Après un dîner, un invité masculin (si je me rappelle bien, il s'agit de l'oncle de Mitzi) remarque de manière désapprobatrice qu'elle ne fait pas la vaisselle mais qu'elle use d'assiettes et de nappe en plastique qu'elle jette après le repas. Qui lui répond ? Non pas Mitzi ! Ce serait trop beau ! Mais le mari qui justifie le choix de sa femme en disant qu' elle préserve ses mains de pianiste. Ainsi, Mitzi n'a pas la parole quand il s'agit d'elle-même. Pire ! C'est de l'oncle qu'on apprend qu'elle aurait pu avoir une brillante carrière de concertiste. Pourquoi ne pas avoir mis cette réplique dans la bouche même du personnage ?
Mitzi est non seulement vue (triplement vue, car les regards du mari et de l'amant sont redoublés par la captation de la caméra du fils) par des hommes, mais elle est également expliquée par eux, parlée par eux. Et tous les moments de rébellion de cette artiste empêchée sont filmés comme des moments de folie. Quand elle apprend qu'elle doit déménager, furieuse, elle entraîne ses enfants voir une tornade. Ce sont les pleurs des enfants qui arrêtent leur mère dans sa fuite éperdue et dangereuse. Une fois installée en Californie, déprimée, Mitzy achète un singe et elle s'escrime à monter une cage avec des mouvements désordonnés.

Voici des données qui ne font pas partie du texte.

// File: crates/site/src/data.rs
// Summary: Loads a yearly precipitation series from CSV (year + value columns, any order).

use std::path::Path;

use anyhow::{bail, Context, Result};
use chart_core::Observations;

const YEAR_HEADERS: [&str; 3] = ["year", "yr", "season"];
const VALUE_HEADERS: [&str; 5] = ["value", "precipitation", "precip", "mm", "djf"];

/// Rows with an unparseable year or value are skipped with a warning. Years must then be
/// consecutive and ascending, since the chart places points by index.
pub fn load_observations(path: &Path) -> Result<Observations> {
    let mut rdr = csv::ReaderBuilder::new()
        .has_headers(true)
        .trim(csv::Trim::All)
        .from_path(path)
        .with_context(|| format!("opening {}", path.display()))?;

    let headers = rdr.headers()?.iter().map(|h| h.to_lowercase()).collect::<Vec<_>>();
    tracing::debug!(?headers, "csv headers");

    let idx = |names: &[&str]| headers.iter().position(|h| names.contains(&h.as_str()));
    let (Some(i_year), Some(i_value)) = (idx(&YEAR_HEADERS), idx(&VALUE_HEADERS)) else {
        bail!("{}: need a year column and a value column, found {:?}", path.display(), headers);
    };

    let mut years = Vec::new();
    let mut values = Vec::new();
    for (line, rec) in rdr.records().enumerate() {
        let rec = rec.with_context(|| format!("{}: row {}", path.display(), line + 2))?;
        let year = rec.get(i_year).and_then(|s| s.parse::<i32>().ok());
        let value = rec.get(i_value).and_then(|s| s.parse::<f64>().ok());
        match (year, value) {
            (Some(y), Some(v)) => {
                years.push(y);
                values.push(v);
            }
            _ => tracing::warn!(row = line + 2, "skipping row without a numeric year and value"),
        }
    }

    let Some(&start_year) = years.first() else {
        bail!("{}: no usable rows", path.display());
    };
    for w in years.windows(2) {
        let Some(next) = w[0].checked_add(1) else {
            bail!("{}: no year can follow {}", path.display(), w[0]);
        };
        if w[1] != next {
            bail!("{}: years must be consecutive, {} is followed by {}", path.display(), w[0], w[1]);
        }
    }
    tracing::info!(rows = values.len(), start_year, "loaded observations");
    Ok(Observations::try_new(start_year, values)?)
}

#[cfg(test)]
mod tests {
    use super::*;
    use std::path::PathBuf;

    fn csv_file(name: &str, body: &str) -> PathBuf {
        let dir = PathBuf::from("target/test_out");
        std::fs::create_dir_all(&dir).unwrap();
        let p = dir.join(name);
        std::fs::write(&p, body).unwrap();
        p
    }

    #[test]
    fn reads_columns_by_header() {
        let p = csv_file("obs_ok.csv", "Precipitation, Year\n192,1981\n185, 1982\nn/a,1983x\n201,1983\n");
        let obs = load_observations(&p).unwrap();
        assert_eq!(obs.start_year(), 1981);
        assert_eq!(obs.values(), &[192.0, 185.0, 201.0]);
    }

    #[test]
    fn gaps_in_years_are_rejected() {
        let p = csv_file("obs_gap.csv", "year,value\n1981,1\n1983,2\n");
        let msg = load_observations(&p).unwrap_err().to_string();
        assert!(msg.contains("1981 is followed by 1983"), "{msg}");
    }

    #[test]
    fn largest_year_does_not_overflow() {
        let p = csv_file("obs_max.csv", "year,value\n2147483647,1\n2147483647,2\n");
        let msg = load_observations(&p).unwrap_err().to_string();
        assert!(msg.contains("no year can follow 2147483647"), "{msg}");

        let p = csv_file("obs_max_last.csv", "year,value\n2147483646,1\n2147483647,2\n");
        assert_eq!(load_observations(&p).unwrap().end_year(), i32::MAX);
    }

    #[test]
    fn single_row_fails_like_the_mapper() {
        let p = csv_file("obs_one.csv", "year,value\n1981,1\n");
        let err = load_observations(&p).unwrap_err();
        assert_eq!(
            err.downcast_ref::<chart_core::ChartError>(),
            Some(&chart_core::ChartError::TooFewObservations { len: 1 })
        );
    }

    #[test]
    fn missing_columns_are_reported() {
        let p = csv_file("obs_cols.csv", "date,rain\n1981,1\n");
        assert!(load_observations(&p).unwrap_err().to_string().contains("need a year column"));
    }
}
// File: crates/chart-core/src/error.rs
// Summary: Input validation errors raised before any geometry is produced.

use thiserror::Error;

#[derive(Debug, Clone, PartialEq, Error)]
pub enum ChartError {
    #[error("need at least 2 observations to map a series, got {len}")]
    TooFewObservations { len: usize },

    #[error("observation {index} is not finite ({value})")]
    NonFiniteObservation { index: usize, value: f64 },

    #[error("invalid plot area {width}x{height} with padding {padding}: {reason}")]
    InvalidPlotArea {
        width: f64,
        height: f64,
        padding: f64,
        reason: &'static str,
    },

    #[error("value margin must be finite and non-negative, got {0}")]
    InvalidMargin(f64),

    #[error("{what} must be finite, got {value}")]
    NonFiniteReference { what: &'static str, value: f64 },

    #[error("{len} yearly observations starting in {start_year} run past the largest representable year")]
    YearOverflow { start_year: i32, len: usize },

    #[error("index {index} out of range for {len} observations")]
    IndexOutOfRange { index: usize, len: usize },
}

pub type ChartResult<T> = Result<T, ChartError>;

Au côté de cette femme dont l'emprisonnement domestique confine presque à la folie (un ami l'a qualifiée de « bipolaire », mon voisin au cinéma a lâché à la fin du film que c'était vraiment une « connasse »), le personnage du père apparaît comme l'élément rationnel, pondéré, supportant patiemment sa femme déjantée.
La fin du film est particulièrement significative. Alors que c'est Mitzi qui a mis pour la première fois une caméra dans les mains de son fils, alors que c'est elle qui l'a toujours soutenu contre son père, Mitzi est congédiée. Dans l'avant dernière scène, on apprend que la mère a rejoint son amant, que Sammy obtient son premier entretien dans le milieu du cinéma et que son père l'approuve enfin. Tout nous dit que pour pouvoir entrer dans le saint des saints du cinéma hollywoodien, repère du patriarcat, il faut rejeter les femmes. Aux hommes l'art, aux femmes le soin, le care ; aux hommes le pouvoir de créer (des films ou des ordinateurs comme le père de Sammy), aux femmes celui de les soutenir et les seconder (mais surtout pas d'être créatrices elles-mêmes).
La dernière scène dans laquelle Sammy rencontre John Ford, le réalisateur qu'il admire, est le point d'orgue de l'intronisation du jeune homme dans cet univers patriarcal. En effet, quand John Ford arrive après son déjeuner, il a le visage recouvert de traces de rouge aux lèvres que sa diligente secrétaire s'empresse d'essuyer. Puis, il s'allume pendant de longues minutes un cigare (plus phallique tu meurs !). Bref, le ton est donné : pour pouvoir faire du cinéma, il faut reléguer les femmes dans deux rôles : le sexe et le nettoyage.